[Collected data]
•••

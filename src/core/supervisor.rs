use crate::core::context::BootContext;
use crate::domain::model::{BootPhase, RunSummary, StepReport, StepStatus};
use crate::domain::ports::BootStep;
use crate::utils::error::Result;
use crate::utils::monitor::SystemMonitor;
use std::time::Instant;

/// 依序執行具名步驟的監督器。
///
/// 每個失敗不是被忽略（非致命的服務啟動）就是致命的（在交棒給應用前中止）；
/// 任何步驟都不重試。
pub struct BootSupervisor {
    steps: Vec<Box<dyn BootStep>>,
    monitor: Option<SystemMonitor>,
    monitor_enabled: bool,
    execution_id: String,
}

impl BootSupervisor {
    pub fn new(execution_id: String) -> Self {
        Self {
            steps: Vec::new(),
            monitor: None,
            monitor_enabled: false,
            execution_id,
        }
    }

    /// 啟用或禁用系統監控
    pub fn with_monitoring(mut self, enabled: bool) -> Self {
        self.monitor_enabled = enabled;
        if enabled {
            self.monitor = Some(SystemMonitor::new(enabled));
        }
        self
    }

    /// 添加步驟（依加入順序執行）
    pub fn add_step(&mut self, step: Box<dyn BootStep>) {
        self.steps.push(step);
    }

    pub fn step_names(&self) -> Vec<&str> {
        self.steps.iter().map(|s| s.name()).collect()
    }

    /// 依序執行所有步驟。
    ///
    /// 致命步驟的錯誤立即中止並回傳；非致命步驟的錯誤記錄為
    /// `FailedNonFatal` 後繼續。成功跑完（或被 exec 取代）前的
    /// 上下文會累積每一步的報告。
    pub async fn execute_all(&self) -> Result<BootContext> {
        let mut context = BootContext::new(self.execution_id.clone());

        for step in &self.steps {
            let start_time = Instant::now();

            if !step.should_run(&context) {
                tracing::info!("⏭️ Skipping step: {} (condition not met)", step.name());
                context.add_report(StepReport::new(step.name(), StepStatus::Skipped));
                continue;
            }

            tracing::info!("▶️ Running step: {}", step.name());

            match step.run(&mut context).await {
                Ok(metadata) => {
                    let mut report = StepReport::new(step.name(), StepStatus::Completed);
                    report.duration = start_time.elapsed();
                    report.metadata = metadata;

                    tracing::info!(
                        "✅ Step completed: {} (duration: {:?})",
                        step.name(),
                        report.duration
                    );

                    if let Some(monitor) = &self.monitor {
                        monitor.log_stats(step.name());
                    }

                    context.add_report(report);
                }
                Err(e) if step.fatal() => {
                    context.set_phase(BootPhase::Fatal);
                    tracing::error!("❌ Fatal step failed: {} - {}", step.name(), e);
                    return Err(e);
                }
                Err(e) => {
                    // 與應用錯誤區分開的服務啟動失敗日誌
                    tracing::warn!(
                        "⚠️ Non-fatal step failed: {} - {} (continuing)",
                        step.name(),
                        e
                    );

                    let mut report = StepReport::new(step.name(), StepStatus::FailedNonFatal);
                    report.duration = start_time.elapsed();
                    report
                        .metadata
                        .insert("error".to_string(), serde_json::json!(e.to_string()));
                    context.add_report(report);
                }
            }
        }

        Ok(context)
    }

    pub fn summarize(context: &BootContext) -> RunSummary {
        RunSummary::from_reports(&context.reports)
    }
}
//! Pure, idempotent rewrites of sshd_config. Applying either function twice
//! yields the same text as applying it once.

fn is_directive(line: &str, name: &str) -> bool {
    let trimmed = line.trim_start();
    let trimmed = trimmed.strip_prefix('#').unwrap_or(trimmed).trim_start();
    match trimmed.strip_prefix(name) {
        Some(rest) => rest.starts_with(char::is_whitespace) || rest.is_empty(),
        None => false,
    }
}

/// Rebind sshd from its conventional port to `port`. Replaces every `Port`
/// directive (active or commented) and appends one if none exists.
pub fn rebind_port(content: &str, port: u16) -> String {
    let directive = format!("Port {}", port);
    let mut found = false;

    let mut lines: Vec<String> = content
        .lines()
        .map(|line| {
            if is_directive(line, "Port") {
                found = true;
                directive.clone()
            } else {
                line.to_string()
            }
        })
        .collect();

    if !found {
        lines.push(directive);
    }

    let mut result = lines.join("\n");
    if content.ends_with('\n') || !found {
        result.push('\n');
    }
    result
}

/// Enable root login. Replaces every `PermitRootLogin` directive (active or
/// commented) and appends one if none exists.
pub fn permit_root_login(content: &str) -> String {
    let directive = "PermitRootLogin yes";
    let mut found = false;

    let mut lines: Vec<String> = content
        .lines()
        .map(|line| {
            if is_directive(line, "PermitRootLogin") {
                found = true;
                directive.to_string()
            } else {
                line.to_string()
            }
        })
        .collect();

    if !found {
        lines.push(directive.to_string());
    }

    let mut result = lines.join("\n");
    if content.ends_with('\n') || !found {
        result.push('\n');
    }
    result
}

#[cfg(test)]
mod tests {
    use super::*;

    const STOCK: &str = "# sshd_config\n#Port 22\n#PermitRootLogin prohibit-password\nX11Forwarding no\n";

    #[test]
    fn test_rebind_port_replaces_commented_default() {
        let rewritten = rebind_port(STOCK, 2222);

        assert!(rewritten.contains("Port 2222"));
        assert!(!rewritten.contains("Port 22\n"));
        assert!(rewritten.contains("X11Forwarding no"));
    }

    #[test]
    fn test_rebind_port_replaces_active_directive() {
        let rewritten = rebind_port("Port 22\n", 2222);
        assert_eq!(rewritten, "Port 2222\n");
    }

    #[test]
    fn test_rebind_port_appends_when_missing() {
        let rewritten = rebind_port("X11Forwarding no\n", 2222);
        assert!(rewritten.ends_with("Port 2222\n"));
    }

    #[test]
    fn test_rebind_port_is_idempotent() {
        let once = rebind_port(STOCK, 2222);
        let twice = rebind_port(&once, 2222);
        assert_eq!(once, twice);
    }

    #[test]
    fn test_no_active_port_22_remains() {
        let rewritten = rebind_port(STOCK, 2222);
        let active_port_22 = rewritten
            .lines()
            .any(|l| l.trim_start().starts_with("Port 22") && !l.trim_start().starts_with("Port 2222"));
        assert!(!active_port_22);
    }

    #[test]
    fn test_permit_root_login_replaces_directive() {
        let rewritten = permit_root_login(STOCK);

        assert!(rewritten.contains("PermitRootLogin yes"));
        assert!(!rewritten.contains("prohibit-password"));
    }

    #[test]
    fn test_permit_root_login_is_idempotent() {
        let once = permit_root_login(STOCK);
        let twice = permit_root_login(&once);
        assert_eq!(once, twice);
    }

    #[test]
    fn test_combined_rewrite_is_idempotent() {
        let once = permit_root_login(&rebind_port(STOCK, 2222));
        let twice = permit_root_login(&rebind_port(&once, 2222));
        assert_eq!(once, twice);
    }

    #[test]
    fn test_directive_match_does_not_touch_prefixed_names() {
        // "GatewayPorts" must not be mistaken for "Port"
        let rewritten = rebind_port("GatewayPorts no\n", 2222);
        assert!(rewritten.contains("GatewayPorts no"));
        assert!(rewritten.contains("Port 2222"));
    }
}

•••

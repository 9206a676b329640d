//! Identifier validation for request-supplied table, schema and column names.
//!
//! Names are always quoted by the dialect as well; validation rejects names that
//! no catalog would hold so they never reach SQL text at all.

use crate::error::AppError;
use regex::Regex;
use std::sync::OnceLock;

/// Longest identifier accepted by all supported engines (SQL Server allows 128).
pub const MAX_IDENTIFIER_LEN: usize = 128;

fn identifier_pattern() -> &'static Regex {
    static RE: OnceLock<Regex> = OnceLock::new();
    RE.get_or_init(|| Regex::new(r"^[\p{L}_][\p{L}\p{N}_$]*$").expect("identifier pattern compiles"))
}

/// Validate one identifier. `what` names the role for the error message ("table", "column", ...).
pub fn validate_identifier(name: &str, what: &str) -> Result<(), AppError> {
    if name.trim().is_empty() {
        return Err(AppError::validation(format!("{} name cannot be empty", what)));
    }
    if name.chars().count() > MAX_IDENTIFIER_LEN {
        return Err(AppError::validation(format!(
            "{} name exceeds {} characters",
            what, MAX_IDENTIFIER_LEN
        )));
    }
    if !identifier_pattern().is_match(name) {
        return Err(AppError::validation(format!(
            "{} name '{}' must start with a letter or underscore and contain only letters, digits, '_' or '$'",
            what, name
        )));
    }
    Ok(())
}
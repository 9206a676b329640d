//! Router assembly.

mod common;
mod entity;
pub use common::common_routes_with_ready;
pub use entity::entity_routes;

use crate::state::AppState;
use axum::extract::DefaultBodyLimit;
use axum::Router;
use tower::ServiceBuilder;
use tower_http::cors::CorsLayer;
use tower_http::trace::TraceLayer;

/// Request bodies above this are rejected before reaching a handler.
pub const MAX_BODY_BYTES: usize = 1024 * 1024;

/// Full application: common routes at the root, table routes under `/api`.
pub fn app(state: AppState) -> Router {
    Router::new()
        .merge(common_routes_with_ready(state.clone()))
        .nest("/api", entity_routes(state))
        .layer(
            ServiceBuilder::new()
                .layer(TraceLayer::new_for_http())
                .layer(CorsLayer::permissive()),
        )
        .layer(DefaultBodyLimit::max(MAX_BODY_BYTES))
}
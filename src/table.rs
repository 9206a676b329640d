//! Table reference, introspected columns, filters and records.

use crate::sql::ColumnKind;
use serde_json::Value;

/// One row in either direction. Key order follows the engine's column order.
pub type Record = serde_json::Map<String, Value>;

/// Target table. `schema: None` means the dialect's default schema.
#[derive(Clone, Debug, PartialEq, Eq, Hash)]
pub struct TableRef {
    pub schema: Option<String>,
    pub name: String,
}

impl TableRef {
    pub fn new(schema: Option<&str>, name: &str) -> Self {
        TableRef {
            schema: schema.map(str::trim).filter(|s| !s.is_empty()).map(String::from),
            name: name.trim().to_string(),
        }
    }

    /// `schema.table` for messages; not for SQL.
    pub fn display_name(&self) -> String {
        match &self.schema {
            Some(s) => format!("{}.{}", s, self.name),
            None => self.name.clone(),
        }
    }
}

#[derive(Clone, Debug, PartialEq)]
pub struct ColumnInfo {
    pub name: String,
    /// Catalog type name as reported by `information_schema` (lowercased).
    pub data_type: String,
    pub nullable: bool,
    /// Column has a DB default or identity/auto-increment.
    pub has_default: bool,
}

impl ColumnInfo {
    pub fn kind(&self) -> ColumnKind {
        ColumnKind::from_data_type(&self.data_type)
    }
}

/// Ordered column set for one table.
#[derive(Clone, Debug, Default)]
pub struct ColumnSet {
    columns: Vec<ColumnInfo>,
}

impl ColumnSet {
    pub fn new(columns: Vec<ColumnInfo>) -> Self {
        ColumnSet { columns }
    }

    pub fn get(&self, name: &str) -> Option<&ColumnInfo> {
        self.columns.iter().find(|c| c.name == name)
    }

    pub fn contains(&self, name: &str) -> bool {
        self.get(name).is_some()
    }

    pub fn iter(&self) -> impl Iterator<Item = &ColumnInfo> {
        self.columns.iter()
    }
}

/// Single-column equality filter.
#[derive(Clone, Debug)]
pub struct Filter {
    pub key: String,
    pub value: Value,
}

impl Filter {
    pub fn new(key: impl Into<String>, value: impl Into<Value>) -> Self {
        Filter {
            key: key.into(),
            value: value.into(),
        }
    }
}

•••

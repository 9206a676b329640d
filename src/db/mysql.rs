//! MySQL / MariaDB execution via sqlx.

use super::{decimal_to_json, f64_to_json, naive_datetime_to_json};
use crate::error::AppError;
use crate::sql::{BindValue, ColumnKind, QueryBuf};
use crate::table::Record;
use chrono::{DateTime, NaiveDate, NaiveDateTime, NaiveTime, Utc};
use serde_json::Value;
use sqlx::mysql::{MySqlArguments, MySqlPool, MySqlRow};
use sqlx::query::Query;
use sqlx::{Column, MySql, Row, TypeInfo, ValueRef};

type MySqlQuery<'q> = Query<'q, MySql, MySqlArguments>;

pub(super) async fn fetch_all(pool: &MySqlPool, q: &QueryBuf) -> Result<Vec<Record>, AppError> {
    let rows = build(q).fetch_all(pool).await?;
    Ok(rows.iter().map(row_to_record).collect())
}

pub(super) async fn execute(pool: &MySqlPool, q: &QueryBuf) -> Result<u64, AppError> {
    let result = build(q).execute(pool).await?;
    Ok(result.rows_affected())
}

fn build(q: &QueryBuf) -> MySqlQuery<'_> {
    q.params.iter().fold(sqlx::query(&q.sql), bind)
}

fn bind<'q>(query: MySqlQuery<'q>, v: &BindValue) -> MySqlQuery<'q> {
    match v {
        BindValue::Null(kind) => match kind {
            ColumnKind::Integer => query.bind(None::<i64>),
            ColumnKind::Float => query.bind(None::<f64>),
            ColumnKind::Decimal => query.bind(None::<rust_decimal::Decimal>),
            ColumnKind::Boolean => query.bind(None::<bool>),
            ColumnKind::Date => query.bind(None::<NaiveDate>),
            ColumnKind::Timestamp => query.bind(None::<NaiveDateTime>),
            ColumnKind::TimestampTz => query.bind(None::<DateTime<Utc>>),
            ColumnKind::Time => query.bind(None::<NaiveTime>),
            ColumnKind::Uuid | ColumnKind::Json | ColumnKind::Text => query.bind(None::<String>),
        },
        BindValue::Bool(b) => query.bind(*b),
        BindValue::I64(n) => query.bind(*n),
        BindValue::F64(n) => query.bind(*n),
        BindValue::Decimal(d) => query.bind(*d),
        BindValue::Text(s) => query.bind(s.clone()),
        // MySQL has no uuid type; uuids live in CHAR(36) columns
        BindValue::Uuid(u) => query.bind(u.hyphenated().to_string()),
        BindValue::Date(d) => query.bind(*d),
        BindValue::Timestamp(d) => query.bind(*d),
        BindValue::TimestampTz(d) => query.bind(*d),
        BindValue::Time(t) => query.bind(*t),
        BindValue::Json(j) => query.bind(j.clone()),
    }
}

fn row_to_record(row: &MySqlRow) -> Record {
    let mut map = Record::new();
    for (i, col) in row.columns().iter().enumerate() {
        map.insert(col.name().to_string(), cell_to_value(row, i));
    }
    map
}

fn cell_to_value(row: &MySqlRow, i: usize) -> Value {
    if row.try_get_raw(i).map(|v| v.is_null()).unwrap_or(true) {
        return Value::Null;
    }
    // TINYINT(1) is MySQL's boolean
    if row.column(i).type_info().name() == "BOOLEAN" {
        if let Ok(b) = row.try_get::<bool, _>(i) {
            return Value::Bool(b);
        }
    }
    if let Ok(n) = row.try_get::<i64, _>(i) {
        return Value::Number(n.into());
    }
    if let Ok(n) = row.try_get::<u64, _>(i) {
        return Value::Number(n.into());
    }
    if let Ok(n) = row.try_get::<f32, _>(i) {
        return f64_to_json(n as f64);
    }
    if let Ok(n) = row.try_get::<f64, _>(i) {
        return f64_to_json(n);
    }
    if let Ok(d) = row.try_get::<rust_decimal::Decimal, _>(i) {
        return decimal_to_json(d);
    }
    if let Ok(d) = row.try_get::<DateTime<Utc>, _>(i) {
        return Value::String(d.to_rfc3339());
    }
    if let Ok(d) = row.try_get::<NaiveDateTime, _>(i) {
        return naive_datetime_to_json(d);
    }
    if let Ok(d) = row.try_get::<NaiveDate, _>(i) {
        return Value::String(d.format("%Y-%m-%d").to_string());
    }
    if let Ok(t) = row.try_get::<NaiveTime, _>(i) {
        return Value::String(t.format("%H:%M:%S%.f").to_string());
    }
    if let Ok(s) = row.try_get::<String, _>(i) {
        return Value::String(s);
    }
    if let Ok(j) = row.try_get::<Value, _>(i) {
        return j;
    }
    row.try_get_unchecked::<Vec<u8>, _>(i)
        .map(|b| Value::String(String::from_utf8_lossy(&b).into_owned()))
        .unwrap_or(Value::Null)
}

•••

> _DIRECTIONS_
Throughout the data above, count the lines in which the word "TimestampTz" occurs; supply the number alone.

> _TASK SOLUTION_
2